The lead counters are political and economic
Zelikow’s final strategic concern was stark. If the lead threat is a gray-zone indirect-control move, and the lead counters are political and economic, then the United States may not currently have a viable strategy for the most serious danger. He characterized the Biden administration’s grand strategy as, in effect, “appeasement and delay”: mollify China enough to prevent a radical near-term move, while building military capabilities that eventually close China’s window. If China holds still long enough, the hardest problems Freymann raises can be avoided. But if China does not hold still, the strategy is exposed.
Freymann’s answer was not that the United States has solved the problem.

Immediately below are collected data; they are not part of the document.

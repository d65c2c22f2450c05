//! API error types with IntoResponse
//!
//! Errors are converted to JSON responses with appropriate status codes.

use axum::http::StatusCode;
use axum::response::{IntoResponse, Response};
use axum::Json;
use serde_json::json;
use txscope_core::{Abort, TxError};

use crate::db::RepoError;
use crate::models::ValidationError;
use crate::service::ServiceError;

/// API error type with automatic HTTP status mapping
#[derive(Debug)]
pub enum ApiError {
    /// Validation failed (400)
    Validation(ValidationError),

    /// Resource not found (404)
    NotFound { resource: &'static str, id: String },

    /// Request deadline passed before the work finished (504)
    Timeout,

    /// Unit of work failed (500, logged)
    Transaction(ServiceError),
}

impl IntoResponse for ApiError {
    fn into_response(self) -> Response {
        let (status, body) = match &self {
            Self::Validation(e) => (
                StatusCode::BAD_REQUEST,
                json!({
                    "error": "validation_error",
                    "message": e.to_string()
                }),
            ),
            Self::NotFound { resource, id } => (
                StatusCode::NOT_FOUND,
                json!({
                    "error": "not_found",
                    "message": format!("{} '{}' not found", resource, id)
                }),
            ),
            Self::Timeout => (
                StatusCode::GATEWAY_TIMEOUT,
                json!({
                    "error": "timeout",
                    "message": "request timed out"
                }),
            ),
            Self::Transaction(e) => {
                // Log the actual error, return generic message
                tracing::error!(error = %e, "unit of work failed");
                (
                    StatusCode::INTERNAL_SERVER_ERROR,
                    json!({
                        "error": "internal_error",
                        "message": "an internal error occurred"
                    }),
                )
            }
        };

        (status, Json(body)).into_response()
    }
}

impl From<ValidationError> for ApiError {
    fn from(e: ValidationError) -> Self {
        Self::Validation(e)
    }
}

impl From<ServiceError> for ApiError {
    fn from(e: ServiceError) -> Self {
        if cancelled(&e) {
            return Self::Timeout;
        }
        match e {
            TxError::Aborted(Abort::Work(RepoError::NotFound { resource, id })) => {
                Self::NotFound { resource, id }
            }
            e => Self::Transaction(e),
        }
    }
}

fn cancelled(e: &ServiceError) -> bool {
    match e {
        TxError::Begin(db) | TxError::Commit(db) => db.is_cancelled(),
        _ => matches!(e.work_error(), Some(RepoError::Db(db)) if db.is_cancelled()),
    }
}
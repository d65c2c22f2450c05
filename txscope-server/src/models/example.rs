//! Example record and its validated name

use serde::Serialize;
use txscope_core::{DbError, FromRow, Row};

use super::ValidationError;

/// Maximum length of an example name, in characters
pub const MAX_EXAMPLE_NAME_LEN: usize = 256;

#[derive(Debug, Clone, PartialEq, Eq, Serialize)]
pub struct Example {
    pub id: i32,
    pub name: String,
}

impl FromRow for Example {
    fn from_row(row: &Row) -> Result<Self, DbError> {
        Ok(Self {
            id: row.get("id")?,
            name: row.get("name")?,
        })
    }
}

/// Non-blank name of at most `MAX_EXAMPLE_NAME_LEN` characters
#[derive(Debug, Clone, PartialEq, Eq, Hash)]
pub struct ExampleName(String);

impl ExampleName {
    pub fn new(s: &str) -> Result<Self, ValidationError> {
        let trimmed = s.trim();
        if trimmed.is_empty() {
            return Err(ValidationError::Empty { field: "name" });
        }
        if trimmed.chars().count() > MAX_EXAMPLE_NAME_LEN {
            return Err(ValidationError::TooLong {
                field: "name",
                max: MAX_EXAMPLE_NAME_LEN,
            });
        }
        Ok(Self(trimmed.to_owned()))
    }

    pub fn as_str(&self) -> &str {
        &self.0
    }

    pub fn into_inner(self) -> String {
        self.0
    }
}

impl AsRef<str> for ExampleName {
    fn as_ref(&self) -> &str {
        &self.0
    }
}
//! Service layer - units of work over the repositories

pub mod example;
pub mod health;

pub use example::{ExampleApi, ExampleService, ServiceError};
pub use health::{DatabaseHealth, HealthCheck};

It was that the United States must build a gray-zone deterrence strategy whose anchor is economic and political rather than primarily military. It must show China that Washington and its partners can match Beijing point for point, without giving China the excuse to escalate to war. If China tries to push the burden of escalation onto Washington, the United States needs calibrated tools to push that burden back, while deterring movement from the darkest gray-zone moments into war.
A Taiwan strategy, in this account, cannot remain a narrow military contingency plan. The crisis is Taiwan, but the instruments are alliance credibility, industrial policy, trade predictability, financial resilience, AI-relevant compute, legal status, international institutions, and public legitimacy. A Taiwan strategy that ignores these domains leaves Beijing’s most plausible pathways open.
Freymann ended with a narrow but important claim about Xi’s incentives. Xi does not need to be persuaded to give up his goals. He needs to be persuaded that patience serves them better than action. If he can be shown that moving against Taiwan at the wrong time and in the wrong way puts national rejuvenation itself at risk, deterrence can work one day at a time.